What are Deep neural networks (DNN)?
- Deep neural networks (DNN) is a class of machine learning algorithms similar to the artificial neural network and aims to mimic the information processing of the brain.
- Deep neural networks can recognize voice commands, identify voices, recognize sounds and graphics and do much more than a neural network.
What is a Graphics Processing Unit (GPU)?
- The graphics processing unit (GPU) in your device helps handle graphics-related work like graphics, effects, and videos.
- Integrated GPUs are built into your PC’s motherboard, allowing laptops to be thin, lightweight, and power-efficient.

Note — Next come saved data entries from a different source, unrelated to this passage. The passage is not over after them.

use sqlx::{FromRow, PgPool, Postgres, Transaction};
use time::OffsetDateTime;
use uuid::Uuid;

#[derive(Debug, Clone, FromRow)]
pub struct Dish {
    pub id: Uuid,
    pub name: String,
    pub calories_per_100: Option<f64>,
    pub proteins_per_100: Option<f64>,
    pub fats_per_100: Option<f64>,
    pub carbs_per_100: Option<f64>,
    pub unit: String,
    pub instruction: Option<String>,
    pub video_url: Option<String>,
    pub image_url: Option<String>,
    pub created_at: OffsetDateTime,
}

/// Column values for insert/update, so the bind lists stay in one place.
#[derive(Debug, Clone)]
pub struct DishWrite {
    pub name: String,
    pub calories_per_100: Option<f64>,
    pub proteins_per_100: Option<f64>,
    pub fats_per_100: Option<f64>,
    pub carbs_per_100: Option<f64>,
    pub unit: String,
    pub instruction: Option<String>,
    pub video_url: Option<String>,
    pub image_url: Option<String>,
}

#[derive(Debug, Clone, FromRow)]
pub struct MealTimeRow {
    pub dish_id: Uuid,
    pub meal_time: String,
}

/// Composition row; `ingredient_name` comes from a LEFT JOIN and is None
/// only when the referenced ingredient row is gone.
#[derive(Debug, Clone, FromRow)]
pub struct DishIngredientRow {
    pub id: Uuid,
    pub dish_id: Uuid,
    pub ingredient_id: Uuid,
    pub amount: f64,
    pub unit: String,
    pub ingredient_name: Option<String>,
}

pub async fn list(db: &PgPool) -> sqlx::Result<Vec<Dish>> {
    sqlx::query_as::<_, Dish>(
        r#"
        SELECT id, name, calories_per_100, proteins_per_100, fats_per_100, carbs_per_100,
               unit, instruction, video_url, image_url, created_at
        FROM dishes
        ORDER BY name
        "#,
    )
    .fetch_all(db)
    .await
}

pub async fn get(db: &PgPool, id: Uuid) -> sqlx::Result<Option<Dish>> {
    sqlx::query_as::<_, Dish>(
        r#"
        SELECT id, name, calories_per_100, proteins_per_100, fats_per_100, carbs_per_100,
               unit, instruction, video_url, image_url, created_at
        FROM dishes
        WHERE id = $1
        "#,
    )
    .bind(id)
    .fetch_optional(db)
    .await
}

pub async fn meal_times_by_dish(db: &PgPool, dish_ids: &[Uuid]) -> sqlx::Result<Vec<MealTimeRow>> {
    sqlx::query_as::<_, MealTimeRow>(
        r#"
        SELECT dish_id, meal_time
        FROM dish_meal_times
        WHERE dish_id = ANY($1)
        ORDER BY dish_id, meal_time
        "#,
    )
    .bind(dish_ids)
    .fetch_all(db)
    .await
}

pub async fn ingredients_by_dish(
    db: &PgPool,
    dish_ids: &[Uuid],
) -> sqlx::Result<Vec<DishIngredientRow>> {
    sqlx::query_as::<_, DishIngredientRow>(
        r#"
        SELECT di.id, di.dish_id, di.ingredient_id, di.amount, di.unit,
               i.name AS ingredient_name
        FROM dish_ingredients di
        LEFT JOIN ingredients i ON di.ingredient_id = i.id
        WHERE di.dish_id = ANY($1)
        ORDER BY di.dish_id, di.id
        "#,
    )
    .bind(dish_ids)
    .fetch_all(db)
    .await
}

pub async fn insert_tx(tx: &mut Transaction<'_, Postgres>, write: &DishWrite) -> sqlx::Result<Dish> {
    sqlx::query_as::<_, Dish>(
        r#"
        INSERT INTO dishes (name, calories_per_100, proteins_per_100, fats_per_100, carbs_per_100,
                            unit, instruction, video_url, image_url)
        VALUES ($1, $2, $3, $4, $5, $6, $7, $8, $9)
        RETURNING id, name, calories_per_100, proteins_per_100, fats_per_100, carbs_per_100,
                  unit, instruction, video_url, image_url, created_at
        "#,
    )
    .bind(&write.name)
    .bind(write.calories_per_100)
    .bind(write.proteins_per_100)
    .bind(write.fats_per_100)
    .bind(write.carbs_per_100)
    .bind(&write.unit)
    .bind(&write.instruction)
    .bind(&write.video_url)
    .bind(&write.image_url)
    .fetch_one(&mut **tx)
    .await
}

pub async fn update_tx(
    tx: &mut Transaction<'_, Postgres>,
    id: Uuid,
    write: &DishWrite,
) -> sqlx::Result<Option<Dish>> {
    sqlx::query_as::<_, Dish>(
        r#"
        UPDATE dishes
        SET name = $2, calories_per_100 = $3, proteins_per_100 = $4, fats_per_100 = $5,
            carbs_per_100 = $6, unit = $7, instruction = $8, video_url = $9, image_url = $10
        WHERE id = $1
        RETURNING id, name, calories_per_100, proteins_per_100, fats_per_100, carbs_per_100,
                  unit, instruction, video_url, image_url, created_at
        "#,
    )
    .bind(id)
    .bind(&write.name)
    .bind(write.calories_per_100)
    .bind(write.proteins_per_100)
    .bind(write.fats_per_100)
    .bind(write.carbs_per_100)
    .bind(&write.unit)
    .bind(&write.instruction)
    .bind(&write.video_url)
    .bind(&write.image_url)
    .fetch_optional(&mut **tx)
    .await
}

pub async fn replace_meal_times_tx(
    tx: &mut Transaction<'_, Postgres>,
    dish_id: Uuid,
    meal_times: &[String],
) -> sqlx::Result<()> {
    sqlx::query(r#"DELETE FROM dish_meal_times WHERE dish_id = $1"#)
        .bind(dish_id)
        .execute(&mut **tx)
        .await?;
    for meal_time in meal_times {
        sqlx::query(
            r#"
            INSERT INTO dish_meal_times (dish_id, meal_time)
            VALUES ($1, $2)
            ON CONFLICT DO NOTHING
            "#,
        )
        .bind(dish_id)
        .bind(meal_time)
        .execute(&mut **tx)
        .await?;
    }
    Ok(())
}

pub async fn replace_ingredients_tx(
    tx: &mut Transaction<'_, Postgres>,
    dish_id: Uuid,
    entries: &[(Uuid, f64, String)],
) -> sqlx::Result<()> {
    sqlx::query(r#"DELETE FROM dish_ingredients WHERE dish_id = $1"#)
        .bind(dish_id)
        .execute(&mut **tx)
        .await?;
    for (ingredient_id, amount, unit) in entries {
        sqlx::query(
            r#"
            INSERT INTO dish_ingredients (dish_id, ingredient_id, amount, unit)
            VALUES ($1, $2, $3, $4)
            "#,
        )
        .bind(dish_id)
        .bind(ingredient_id)
        .bind(amount)
        .bind(unit)
        .execute(&mut **tx)
        .await?;
    }
    Ok(())
}

pub async fn delete(db: &PgPool, id: Uuid) -> sqlx::Result<u64> {
    let result = sqlx::query(r#"DELETE FROM dishes WHERE id = $1"#)
        .bind(id)
        .execute(db)
        .await?;
    Ok(result.rows_affected())
}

About AlphaFold and RoseTTAFold:
- AlphaFold is an artificial intelligence program developed by DeepMind, a subsidiary of Alphabet, which performs predictions of protein structure. The program is designed as a deep learning system.
- RoseTTAFold is a “three-track” neural network, meaning it simultaneously considers patterns in protein sequences, how a protein’s amino acids interact with one another, and a protein’s possible three-dimensional structure.